● Problem to solve: Below this line is the material. Write out only its lines from the one containing "use crate::config::LoggingConfig;" through the one containing "alive so the", both kept, exactly.
Segment Open
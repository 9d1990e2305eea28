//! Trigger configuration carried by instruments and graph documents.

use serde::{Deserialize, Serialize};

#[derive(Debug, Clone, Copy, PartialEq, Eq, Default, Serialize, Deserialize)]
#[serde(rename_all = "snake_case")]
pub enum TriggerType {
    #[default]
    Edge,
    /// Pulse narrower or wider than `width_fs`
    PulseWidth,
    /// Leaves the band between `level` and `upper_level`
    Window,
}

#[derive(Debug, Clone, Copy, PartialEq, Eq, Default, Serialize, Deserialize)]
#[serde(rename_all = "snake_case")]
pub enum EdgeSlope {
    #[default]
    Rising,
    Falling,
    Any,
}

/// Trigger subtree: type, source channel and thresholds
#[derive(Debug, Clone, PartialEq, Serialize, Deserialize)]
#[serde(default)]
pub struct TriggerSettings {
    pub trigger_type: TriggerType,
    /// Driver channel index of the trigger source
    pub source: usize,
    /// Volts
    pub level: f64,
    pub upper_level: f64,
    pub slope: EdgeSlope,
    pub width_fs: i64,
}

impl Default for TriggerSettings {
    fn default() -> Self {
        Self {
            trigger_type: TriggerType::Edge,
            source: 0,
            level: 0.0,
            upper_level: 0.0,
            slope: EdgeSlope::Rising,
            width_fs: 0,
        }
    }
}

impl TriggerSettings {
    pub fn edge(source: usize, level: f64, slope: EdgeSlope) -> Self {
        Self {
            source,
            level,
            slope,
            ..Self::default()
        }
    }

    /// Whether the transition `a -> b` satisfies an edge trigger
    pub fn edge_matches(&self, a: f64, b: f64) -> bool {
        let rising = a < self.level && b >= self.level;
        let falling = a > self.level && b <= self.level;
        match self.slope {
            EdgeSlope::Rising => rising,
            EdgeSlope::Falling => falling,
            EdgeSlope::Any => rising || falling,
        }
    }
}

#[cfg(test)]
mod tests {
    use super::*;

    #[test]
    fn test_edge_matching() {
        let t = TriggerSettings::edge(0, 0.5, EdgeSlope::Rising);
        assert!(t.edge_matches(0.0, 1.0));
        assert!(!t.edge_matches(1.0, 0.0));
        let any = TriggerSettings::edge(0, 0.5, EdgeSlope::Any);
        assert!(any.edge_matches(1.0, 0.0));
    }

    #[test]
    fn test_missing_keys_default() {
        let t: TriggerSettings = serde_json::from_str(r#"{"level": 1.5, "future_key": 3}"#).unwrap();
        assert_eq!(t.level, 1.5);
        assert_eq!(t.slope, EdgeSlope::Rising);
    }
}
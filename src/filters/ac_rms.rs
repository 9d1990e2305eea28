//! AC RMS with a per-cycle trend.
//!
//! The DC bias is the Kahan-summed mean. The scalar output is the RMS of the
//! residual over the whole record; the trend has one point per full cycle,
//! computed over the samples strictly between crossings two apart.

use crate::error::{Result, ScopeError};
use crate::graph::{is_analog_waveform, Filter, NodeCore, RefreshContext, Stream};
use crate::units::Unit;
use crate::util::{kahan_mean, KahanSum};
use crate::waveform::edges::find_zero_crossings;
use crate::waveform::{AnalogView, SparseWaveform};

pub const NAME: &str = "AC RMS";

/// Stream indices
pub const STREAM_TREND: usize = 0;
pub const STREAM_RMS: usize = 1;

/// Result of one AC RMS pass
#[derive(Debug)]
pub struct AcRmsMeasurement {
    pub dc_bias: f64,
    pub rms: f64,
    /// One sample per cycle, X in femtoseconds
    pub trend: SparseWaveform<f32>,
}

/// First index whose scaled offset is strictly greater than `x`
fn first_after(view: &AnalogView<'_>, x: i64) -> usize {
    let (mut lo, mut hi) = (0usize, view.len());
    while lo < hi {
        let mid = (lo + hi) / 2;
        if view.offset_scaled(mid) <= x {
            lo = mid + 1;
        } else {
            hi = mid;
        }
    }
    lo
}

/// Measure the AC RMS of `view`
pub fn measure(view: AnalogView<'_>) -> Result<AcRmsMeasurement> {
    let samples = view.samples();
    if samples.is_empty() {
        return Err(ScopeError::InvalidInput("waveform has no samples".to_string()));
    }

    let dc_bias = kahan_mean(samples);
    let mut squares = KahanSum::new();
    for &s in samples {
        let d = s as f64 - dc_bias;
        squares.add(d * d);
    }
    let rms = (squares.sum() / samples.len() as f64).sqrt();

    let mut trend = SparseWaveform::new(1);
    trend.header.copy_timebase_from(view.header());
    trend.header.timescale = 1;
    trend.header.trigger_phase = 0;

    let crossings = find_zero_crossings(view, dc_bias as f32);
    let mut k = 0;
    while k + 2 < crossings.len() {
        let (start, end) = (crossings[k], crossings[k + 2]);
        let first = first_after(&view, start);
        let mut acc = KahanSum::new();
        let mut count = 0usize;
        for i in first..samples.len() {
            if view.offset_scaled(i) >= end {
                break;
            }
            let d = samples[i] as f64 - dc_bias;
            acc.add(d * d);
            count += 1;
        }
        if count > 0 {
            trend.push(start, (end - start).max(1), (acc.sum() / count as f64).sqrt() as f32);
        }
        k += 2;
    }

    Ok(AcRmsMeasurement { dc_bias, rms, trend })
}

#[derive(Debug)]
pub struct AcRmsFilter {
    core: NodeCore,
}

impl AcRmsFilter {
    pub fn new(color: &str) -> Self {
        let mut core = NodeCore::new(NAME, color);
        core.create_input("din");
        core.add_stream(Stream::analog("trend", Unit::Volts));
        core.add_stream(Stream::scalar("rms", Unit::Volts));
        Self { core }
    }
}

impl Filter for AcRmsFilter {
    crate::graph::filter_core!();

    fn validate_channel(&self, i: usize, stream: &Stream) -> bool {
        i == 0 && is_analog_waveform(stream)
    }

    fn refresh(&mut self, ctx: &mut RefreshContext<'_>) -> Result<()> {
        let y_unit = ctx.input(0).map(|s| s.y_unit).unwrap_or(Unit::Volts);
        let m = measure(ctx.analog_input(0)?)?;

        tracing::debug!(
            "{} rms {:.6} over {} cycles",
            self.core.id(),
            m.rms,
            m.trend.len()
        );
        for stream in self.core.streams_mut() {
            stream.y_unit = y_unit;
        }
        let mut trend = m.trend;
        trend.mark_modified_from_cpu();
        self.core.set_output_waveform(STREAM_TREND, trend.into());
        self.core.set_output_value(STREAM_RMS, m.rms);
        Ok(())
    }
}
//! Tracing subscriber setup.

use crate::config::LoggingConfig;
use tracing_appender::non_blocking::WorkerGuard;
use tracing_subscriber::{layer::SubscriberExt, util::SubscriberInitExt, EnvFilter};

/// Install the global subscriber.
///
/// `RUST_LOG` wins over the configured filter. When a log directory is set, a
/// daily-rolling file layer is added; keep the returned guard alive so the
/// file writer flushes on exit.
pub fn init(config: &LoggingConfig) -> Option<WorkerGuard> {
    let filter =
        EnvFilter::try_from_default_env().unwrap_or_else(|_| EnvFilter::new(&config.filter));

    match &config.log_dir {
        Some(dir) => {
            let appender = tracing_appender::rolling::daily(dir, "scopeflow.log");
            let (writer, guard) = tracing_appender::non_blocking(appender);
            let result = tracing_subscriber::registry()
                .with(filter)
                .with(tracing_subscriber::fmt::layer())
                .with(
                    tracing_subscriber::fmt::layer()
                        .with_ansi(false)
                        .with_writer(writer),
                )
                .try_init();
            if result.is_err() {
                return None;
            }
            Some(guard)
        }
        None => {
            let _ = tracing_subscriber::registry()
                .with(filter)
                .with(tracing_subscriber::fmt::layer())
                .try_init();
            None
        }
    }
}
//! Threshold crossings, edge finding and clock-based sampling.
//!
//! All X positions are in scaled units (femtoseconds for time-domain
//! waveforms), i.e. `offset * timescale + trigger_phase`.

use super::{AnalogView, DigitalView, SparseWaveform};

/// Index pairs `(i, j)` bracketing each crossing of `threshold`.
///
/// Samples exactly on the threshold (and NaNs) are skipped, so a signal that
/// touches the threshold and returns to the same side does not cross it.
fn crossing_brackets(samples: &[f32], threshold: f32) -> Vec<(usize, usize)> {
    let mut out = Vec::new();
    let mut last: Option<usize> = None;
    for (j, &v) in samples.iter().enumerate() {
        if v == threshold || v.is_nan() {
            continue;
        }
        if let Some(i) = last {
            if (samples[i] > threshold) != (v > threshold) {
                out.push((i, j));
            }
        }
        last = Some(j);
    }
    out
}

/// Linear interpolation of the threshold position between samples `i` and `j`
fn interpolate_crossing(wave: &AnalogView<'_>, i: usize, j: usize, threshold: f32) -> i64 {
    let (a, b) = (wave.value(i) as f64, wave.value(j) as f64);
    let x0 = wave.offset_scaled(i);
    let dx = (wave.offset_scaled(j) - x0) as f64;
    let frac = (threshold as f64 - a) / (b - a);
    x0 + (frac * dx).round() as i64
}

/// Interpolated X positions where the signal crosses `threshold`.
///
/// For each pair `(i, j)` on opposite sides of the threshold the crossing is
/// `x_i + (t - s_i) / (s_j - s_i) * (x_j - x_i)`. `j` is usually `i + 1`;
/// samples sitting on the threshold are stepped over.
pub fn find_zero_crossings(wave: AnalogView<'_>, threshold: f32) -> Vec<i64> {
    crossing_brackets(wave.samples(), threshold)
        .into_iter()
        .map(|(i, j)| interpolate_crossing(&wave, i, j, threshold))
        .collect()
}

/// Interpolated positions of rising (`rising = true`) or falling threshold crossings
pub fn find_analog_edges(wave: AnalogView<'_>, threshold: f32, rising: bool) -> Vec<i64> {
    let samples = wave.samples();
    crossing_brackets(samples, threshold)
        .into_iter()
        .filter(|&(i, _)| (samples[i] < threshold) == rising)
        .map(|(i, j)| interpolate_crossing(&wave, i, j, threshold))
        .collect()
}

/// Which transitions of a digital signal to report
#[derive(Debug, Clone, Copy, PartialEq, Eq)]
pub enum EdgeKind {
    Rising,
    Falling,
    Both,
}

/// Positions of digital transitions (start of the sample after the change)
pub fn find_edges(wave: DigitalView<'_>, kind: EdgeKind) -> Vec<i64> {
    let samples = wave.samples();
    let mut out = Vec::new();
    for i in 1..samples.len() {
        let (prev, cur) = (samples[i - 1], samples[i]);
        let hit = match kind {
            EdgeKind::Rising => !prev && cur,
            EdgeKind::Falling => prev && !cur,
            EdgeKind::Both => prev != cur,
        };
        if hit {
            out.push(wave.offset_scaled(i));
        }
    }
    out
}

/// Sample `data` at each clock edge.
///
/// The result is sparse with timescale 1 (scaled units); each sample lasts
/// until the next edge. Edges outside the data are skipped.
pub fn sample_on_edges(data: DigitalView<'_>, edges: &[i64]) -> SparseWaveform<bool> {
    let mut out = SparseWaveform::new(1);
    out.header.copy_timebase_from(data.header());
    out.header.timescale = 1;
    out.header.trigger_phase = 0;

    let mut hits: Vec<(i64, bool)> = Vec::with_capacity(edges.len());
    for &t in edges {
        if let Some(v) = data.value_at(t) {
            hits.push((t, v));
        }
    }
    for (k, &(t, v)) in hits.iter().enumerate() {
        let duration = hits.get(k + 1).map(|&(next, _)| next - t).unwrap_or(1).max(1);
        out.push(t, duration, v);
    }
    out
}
Segment Closed
● Worked solution:
use crate::config::LoggingConfig;
use tracing_appender::non_blocking::WorkerGuard;
use tracing_subscriber::{layer::SubscriberExt, util::SubscriberInitExt, EnvFilter};

/// Install the global subscriber.
///
/// `RUST_LOG` wins over the configured filter. When a log directory is set, a
/// daily-rolling file layer is added; keep the returned guard alive so the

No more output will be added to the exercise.